WORK ITEM: Using the data beneath, show every line that includes the word "InProgress".

SUPPLIED RECORDS:
//! Signed-in user and session types.

use serde::{Deserialize, Serialize};

/// The current user as seen by the application.
#[derive(Debug, Clone, PartialEq, Eq, Serialize, Deserialize)]
pub struct User {
    pub id: String,
    pub email: String,
    pub name: String,
}

impl User {
    /// Build a user, deriving the display name when none was supplied at sign-up.
    pub fn new(id: impl Into<String>, email: impl Into<String>, name: Option<&str>) -> Self {
        let email = email.into();
        let name = display_name(&email, name);
        Self {
            id: id.into(),
            email,
            name,
        }
    }
}

/// Supplied name if non-blank, else the email local part, else `"User"`.
pub fn display_name(email: &str, supplied: Option<&str>) -> String {
    if let Some(name) = supplied.map(str::trim).filter(|n| !n.is_empty()) {
        return name.to_string();
    }
    email
        .split('@')
        .next()
        .filter(|local| !local.is_empty())
        .unwrap_or("User")
        .to_string()
}

/// An authenticated session issued by the identity provider.
#[derive(Debug, Clone, PartialEq, Eq, Serialize, Deserialize)]
#[serde(rename_all = "camelCase")]
pub struct Session {
    pub access_token: String,
    #[serde(default, skip_serializing_if = "Option::is_none")]
    pub refresh_token: Option<String>,
    pub user: User,
}
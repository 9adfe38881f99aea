#![warn(clippy::pedantic)]
// Allow common pedantic lints that don't affect correctness
#![allow(clippy::module_name_repetitions)]
#![allow(clippy::missing_errors_doc)]
#![allow(clippy::missing_panics_doc)]
#![allow(clippy::must_use_candidate)]
#![allow(clippy::return_self_not_must_use)]
#![allow(clippy::doc_markdown)]
#![allow(clippy::cast_precision_loss)]

//! # Tasks
//!
//! Core of a personal task manager backed by a hosted store.
//!
//! This crate provides:
//! - Task, user and session entities
//! - Storage gateways (Supabase PostgREST, in-memory)
//! - Authentication gateways (Supabase Auth, in-memory)
//! - LLM-based task extraction from free-text notes
//! - The task board lifecycle, periodic reports and board/calendar views
//!
//! ## Example
//!
//! ```rust,ignore
//! use std::sync::Arc;
//! use tasks::{MemoryStorage, TaskBoard, TaskDraft};
//!
//! let mut board = TaskBoard::new(Arc::new(MemoryStorage::new()));
//! let task = board.create_task(TaskDraft::manual("Buy milk"), "ada@example.com").await?;
//! board.complete_task(&task.id, 0.5).await?;
//! ```

// Core entities
pub mod entities;

// Error types
pub mod errors;

// Hosted backend settings
pub mod supabase;

// Storage layer
pub mod storage;

// Identity provider
pub mod auth;

// AI integration
pub mod ai;

// Domain facades
pub mod domain;

// Re-export key types for convenience
pub use auth::{Authenticator, MemoryAuth, Registration, SupabaseAuth};
pub use domain::{
    build_report, PeriodReport, ReportPeriod, TaskBoard, TaskExtractor, TaskReport,
};
pub use entities::{Session, Task, TaskDraft, TaskPatch, TaskPriority, TaskSource, TaskStatus, User};
pub use errors::{TasksError, TasksResult};
pub use storage::{MemoryStorage, Storage, SupabaseStorage};
pub use supabase::SupabaseConfig;

// Re-export AI types
pub use ai::{AIMessage, AIProvider, AIResponse, AIRole, GenerateOptions, OpenAIProvider, TokenUsage};
//! Extract-tasks prompt template.
//!
//! Turns free-text notes into a JSON array of task candidates.

use serde::Serialize;

use super::PromptTemplate;

/// Context for the extract-tasks prompt.
#[derive(Debug, Clone, Serialize)]
pub struct ExtractTasksContext<'a> {
    /// Raw notes supplied by the user
    pub content: &'a str,
}

/// Get the extract-tasks template.
pub fn template() -> PromptTemplate {
    PromptTemplate::new("extract-tasks", PROMPT)
        .with_description("Identify actionable tasks in free-form notes")
}

const PROMPT: &str = r"Extract tasks from the following content. For each task, identify:
1. Title (short description of the task)
2. Description (more details if available)
3. Priority (low, medium, high) based on urgency
4. Due date if mentioned (in YYYY-MM-DD format)

Format the output as a JSON array of tasks with these fields.
If no tasks are found, return an empty array.

Content:
{{content}}
";
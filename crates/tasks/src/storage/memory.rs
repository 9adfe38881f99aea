//! In-process storage with the same semantics as the hosted store.

use std::sync::Arc;

use async_trait::async_trait;
use tokio::sync::RwLock;
use uuid::Uuid;

use super::traits::{NewTask, Storage};
use crate::entities::{Task, TaskPatch};
use crate::errors::{TasksError, TasksResult};

/// Memory storage. Clones share the same task list.
///
/// An unscoped handle sees every row; a handle from [`Storage::scoped`] sees
/// only the rows of its owner, like row-level security on the hosted store.
#[derive(Debug, Clone, Default)]
pub struct MemoryStorage {
    tasks: Arc<RwLock<Vec<Task>>>,
    owner: Option<String>,
}

impl MemoryStorage {
    pub fn new() -> Self {
        Self::default()
    }

    /// Start from an existing set of records.
    pub fn with_tasks(tasks: Vec<Task>) -> Self {
        Self {
            tasks: Arc::new(RwLock::new(tasks)),
            owner: None,
        }
    }

    /// Number of stored tasks.
    pub async fn len(&self) -> usize {
        self.tasks.read().await.len()
    }

    pub async fn is_empty(&self) -> bool {
        self.tasks.read().await.is_empty()
    }

    fn visible(&self, task: &Task) -> bool {
        self.owner.as_deref().is_none_or(|owner| task.user_id == owner)
    }

    fn not_found(task_id: &str) -> TasksError {
        TasksError::TaskNotFound {
            task_id: task_id.to_string(),
        }
    }
}

#[async_trait]
impl Storage for MemoryStorage {
    fn storage_type(&self) -> &'static str {
        "memory"
    }

    fn scoped(&self, _access_token: &str, owner_email: &str) -> Arc<dyn Storage> {
        Arc::new(Self {
            tasks: Arc::clone(&self.tasks),
            owner: Some(owner_email.to_string()),
        })
    }

    async fn load_tasks(&self) -> TasksResult<Vec<Task>> {
        let mut tasks: Vec<Task> = self
            .tasks
            .read()
            .await
            .iter()
            .rev()
            .filter(|t| self.visible(t))
            .cloned()
            .collect();
        tasks.sort_by(|a, b| b.created_at.cmp(&a.created_at));
        Ok(tasks)
    }

    async fn load_task(&self, task_id: &str) -> TasksResult<Option<Task>> {
        Ok(self
            .tasks
            .read()
            .await
            .iter()
            .find(|t| t.id == task_id && self.visible(t))
            .cloned())
    }

    async fn add_task(&self, task: NewTask) -> TasksResult<Task> {
        let task = task.into_task(Uuid::new_v4().to_string());
        self.tasks.write().await.push(task.clone());
        Ok(task)
    }

    async fn update_task(&self, task_id: &str, patch: &TaskPatch) -> TasksResult<Option<Task>> {
        let mut tasks = self.tasks.write().await;
        let task = tasks
            .iter_mut()
            .find(|t| t.id == task_id && self.visible(t))
            .ok_or_else(|| Self::not_found(task_id))?;
        task.apply_patch(patch);
        Ok(Some(task.clone()))
    }

    async fn delete_task(&self, task_id: &str) -> TasksResult<()> {
        let mut tasks = self.tasks.write().await;
        let position = tasks
            .iter()
            .position(|t| t.id == task_id && self.visible(t))
            .ok_or_else(|| Self::not_found(task_id))?;
        tasks.remove(position);
        Ok(())
    }
}
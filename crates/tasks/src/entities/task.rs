//! Task entity and related types.

use chrono::{DateTime, NaiveDate, Utc};
use serde::{Deserialize, Deserializer, Serialize};

use crate::errors::TasksError;

/// Task status values
#[derive(Debug, Clone, Copy, PartialEq, Eq, Hash, Serialize, Deserialize, Default)]
#[serde(rename_all = "kebab-case")]
pub enum TaskStatus {
    #[default]
    Todo,
    InProgress,
    Done,
}

impl TaskStatus {
    /// Every status, in board column order.
    pub const ALL: [Self; 3] = [Self::Todo, Self::InProgress, Self::Done];

    /// Human-readable column heading.
    pub fn label(self) -> &'static str {
        match self {
            Self::Todo => "To Do",
            Self::InProgress => "In Progress",
            Self::Done => "Done",
        }
    }
}

impl std::fmt::Display for TaskStatus {
    fn fmt(&self, f: &mut std::fmt::Formatter<'_>) -> std::fmt::Result {
        match self {
            Self::Todo => write!(f, "todo"),
            Self::InProgress => write!(f, "in-progress"),
            Self::Done => write!(f, "done"),
        }
    }
}

impl std::str::FromStr for TaskStatus {
    type Err = TasksError;

    fn from_str(s: &str) -> Result<Self, Self::Err> {
        match s.to_lowercase().as_str() {
            "todo" | "to-do" => Ok(Self::Todo),
            "in-progress" | "inprogress" | "in_progress" => Ok(Self::InProgress),
            "done" => Ok(Self::Done),
            _ => Err(TasksError::InvalidStatus {
                status: s.to_string(),
            }),
        }
    }
}

/// Task priority levels
#[derive(Debug, Clone, Copy, PartialEq, Eq, Hash, Serialize, Deserialize, Default)]
#[serde(rename_all = "lowercase")]
pub enum TaskPriority {
    Low,
    #[default]
    Medium,
    High,
}

impl TaskPriority {
    /// Every priority, lowest first.
    pub const ALL: [Self; 3] = [Self::Low, Self::Medium, Self::High];

    pub fn label(self) -> &'static str {
        match self {
            Self::Low => "Low",
            Self::Medium => "Medium",
            Self::High => "High",
        }
    }
}

impl std::fmt::Display for TaskPriority {
    fn fmt(&self, f: &mut std::fmt::Formatter<'_>) -> std::fmt::Result {
        match self {
            Self::Low => write!(f, "low"),
            Self::Medium => write!(f, "medium"),
            Self::High => write!(f, "high"),
        }
    }
}

impl std::str::FromStr for TaskPriority {
    type Err = TasksError;

    fn from_str(s: &str) -> Result<Self, Self::Err> {
        match s.trim().to_lowercase().as_str() {
            "low" => Ok(Self::Low),
            "medium" | "med" => Ok(Self::Medium),
            "high" => Ok(Self::High),
            _ => Err(TasksError::InvalidPriority {
                priority: s.to_string(),
            }),
        }
    }
}

/// Provenance of a task.
#[derive(Debug, Clone, PartialEq, Eq, Hash, Default, Serialize, Deserialize)]
#[serde(from = "String", into = "String")]
pub enum TaskSource {
    /// Entered through the task form.
    #[default]
    Manual,
    /// Produced by the extraction pipeline.
    AiExtraction,
    /// Any other tag (e.g. "email", "message").
    Other(String),
}

impl TaskSource {
    pub fn as_str(&self) -> &str {
        match self {
            Self::Manual => "manual",
            Self::AiExtraction => "ai-extraction",
            Self::Other(tag) => tag,
        }
    }
}

impl From<String> for TaskSource {
    fn from(value: String) -> Self {
        match value.as_str() {
            "manual" => Self::Manual,
            "ai-extraction" => Self::AiExtraction,
            _ => Self::Other(value),
        }
    }
}

impl From<TaskSource> for String {
    fn from(value: TaskSource) -> Self {
        match value {
            TaskSource::Other(tag) => tag,
            other => other.as_str().to_string(),
        }
    }
}

impl std::fmt::Display for TaskSource {
    fn fmt(&self, f: &mut std::fmt::Formatter<'_>) -> std::fmt::Result {
        f.write_str(self.as_str())
    }
}

/// Core task structure
#[derive(Debug, Clone, PartialEq, Serialize, Deserialize)]
#[serde(rename_all = "camelCase")]
pub struct Task {
    /// Store-assigned identifier
    pub id: String,

    pub title: String,

    #[serde(default)]
    pub description: String,

    #[serde(default)]
    pub priority: TaskPriority,

    #[serde(default)]
    pub status: TaskStatus,

    #[serde(default, deserialize_with = "lenient_date")]
    pub due_date: Option<NaiveDate>,

    pub created_at: DateTime<Utc>,

    pub updated_at: DateTime<Utc>,

    /// Set exactly when `status == done`
    #[serde(default)]
    pub completed_at: Option<DateTime<Utc>>,

    /// Hours recorded by the completion action
    #[serde(default)]
    pub hours_spent: Option<f64>,

    /// Owner email
    #[serde(default)]
    pub user_id: String,

    #[serde(default)]
    pub source: TaskSource,
}

impl Task {
    /// Whether the completion action has been applied.
    pub fn is_completed(&self) -> bool {
        self.status == TaskStatus::Done && self.completed_at.is_some()
    }

    /// Apply a partial update locally (used when the gateway does not echo a record).
    pub fn apply_patch(&mut self, patch: &TaskPatch) {
        if let Some(title) = &patch.title {
            self.title.clone_from(title);
        }
        if let Some(description) = &patch.description {
            self.description.clone_from(description);
        }
        if let Some(priority) = patch.priority {
            self.priority = priority;
        }
        if let Some(status) = patch.status {
            self.status = status;
        }
        if let Some(due_date) = patch.due_date {
            self.due_date = due_date;
        }
        if let Some(source) = &patch.source {
            self.source = source.clone();
        }
        if let Some(completed_at) = patch.completed_at {
            self.completed_at = completed_at;
        }
        if let Some(hours_spent) = patch.hours_spent {
            self.hours_spent = hours_spent;
        }
        if let Some(updated_at) = patch.updated_at {
            self.updated_at = updated_at;
        }
    }
}

/// Input of the create path, from the task form or the extraction pipeline.
#[derive(Debug, Clone, PartialEq, Serialize, Deserialize)]
#[serde(rename_all = "camelCase")]
pub struct TaskDraft {
    pub title: String,

    #[serde(default)]
    pub description: String,

    #[serde(default)]
    pub priority: TaskPriority,

    #[serde(default, deserialize_with = "lenient_date")]
    pub due_date: Option<NaiveDate>,

    #[serde(default)]
    pub source: TaskSource,

    #[serde(default)]
    pub status: TaskStatus,

    #[serde(default)]
    pub created_at: Option<DateTime<Utc>>,
}

impl TaskDraft {
    /// A manually authored draft with default priority and no due date.
    pub fn manual(title: impl Into<String>) -> Self {
        Self {
            title: title.into(),
            description: String::new(),
            priority: TaskPriority::default(),
            due_date: None,
            source: TaskSource::Manual,
            status: TaskStatus::Todo,
            created_at: None,
        }
    }

    pub fn with_description(mut self, description: impl Into<String>) -> Self {
        self.description = description.into();
        self
    }

    pub fn with_priority(mut self, priority: TaskPriority) -> Self {
        self.priority = priority;
        self
    }

    pub fn with_due_date(mut self, due_date: NaiveDate) -> Self {
        self.due_date = Some(due_date);
        self
    }
}

/// Partial update of a task.
///
/// Nullable fields use `Option<Option<_>>`: the outer `None` leaves the field
/// untouched, `Some(None)` clears it. Completion metadata and `updated_at` are
/// never accepted from callers; only the task board sets them.
#[derive(Debug, Clone, Default, PartialEq, Deserialize)]
#[serde(rename_all = "camelCase")]
pub struct TaskPatch {
    #[serde(default)]
    pub title: Option<String>,

    #[serde(default)]
    pub description: Option<String>,

    #[serde(default)]
    pub priority: Option<TaskPriority>,

    #[serde(default)]
    pub status: Option<TaskStatus>,

    #[serde(default, deserialize_with = "patch_date")]
    pub due_date: Option<Option<NaiveDate>>,

    #[serde(default)]
    pub source: Option<TaskSource>,

    #[serde(skip_deserializing)]
    pub completed_at: Option<Option<DateTime<Utc>>>,

    #[serde(skip_deserializing)]
    pub hours_spent: Option<Option<f64>>,

    #[serde(skip_deserializing)]
    pub updated_at: Option<DateTime<Utc>>,
}

impl TaskPatch {
    /// A patch that only changes the status.
    pub fn status(status: TaskStatus) -> Self {
        Self {
            status: Some(status),
            ..Self::default()
        }
    }

    /// Whether the patch changes nothing.
    pub fn is_empty(&self) -> bool {
        self.title.is_none()
            && self.description.is_none()
            && self.priority.is_none()
            && self.status.is_none()
            && self.due_date.is_none()
            && self.source.is_none()
            && self.completed_at.is_none()
            && self.hours_spent.is_none()
    }
}

/// Parse a calendar date from `YYYY-MM-DD` or an RFC 3339 timestamp.
pub fn parse_date(raw: &str) -> Option<NaiveDate> {
    let raw = raw.trim();
    if raw.is_empty() {
        return None;
    }
    NaiveDate::parse_from_str(raw, "%Y-%m-%d")
        .ok()
        .or_else(|| DateTime::parse_from_rfc3339(raw).ok().map(|dt| dt.date_naive()))
        .or_else(|| {
            raw.get(..10)
                .and_then(|prefix| NaiveDate::parse_from_str(prefix, "%Y-%m-%d").ok())
        })
}

/// Unparseable dates from the store or the model become `None`.
fn lenient_date<'de, D>(deserializer: D) -> Result<Option<NaiveDate>, D::Error>
where
    D: Deserializer<'de>,
{
    let raw: Option<String> = Option::deserialize(deserializer)?;
    Ok(raw.as_deref().and_then(parse_date))
}

fn patch_date<'de, D>(deserializer: D) -> Result<Option<Option<NaiveDate>>, D::Error>
where
    D: Deserializer<'de>,
{
    let raw: Option<String> = Option::deserialize(deserializer)?;
    match raw {
        None => Ok(Some(None)),
        Some(value) if value.trim().is_empty() => Ok(Some(None)),
        Some(value) => parse_date(&value)
            .map(|date| Some(Some(date)))
            .ok_or_else(|| serde::de::Error::custom(format!("invalid date '{value}'"))),
    }
}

RESPONSE TO THE TASK:
    InProgress,
    pub const ALL: [Self; 3] = [Self::Todo, Self::InProgress, Self::Done];
            Self::InProgress => "In Progress",
            Self::InProgress => write!(f, "in-progress"),
            "in-progress" | "inprogress" | "in_progress" => Ok(Self::InProgress),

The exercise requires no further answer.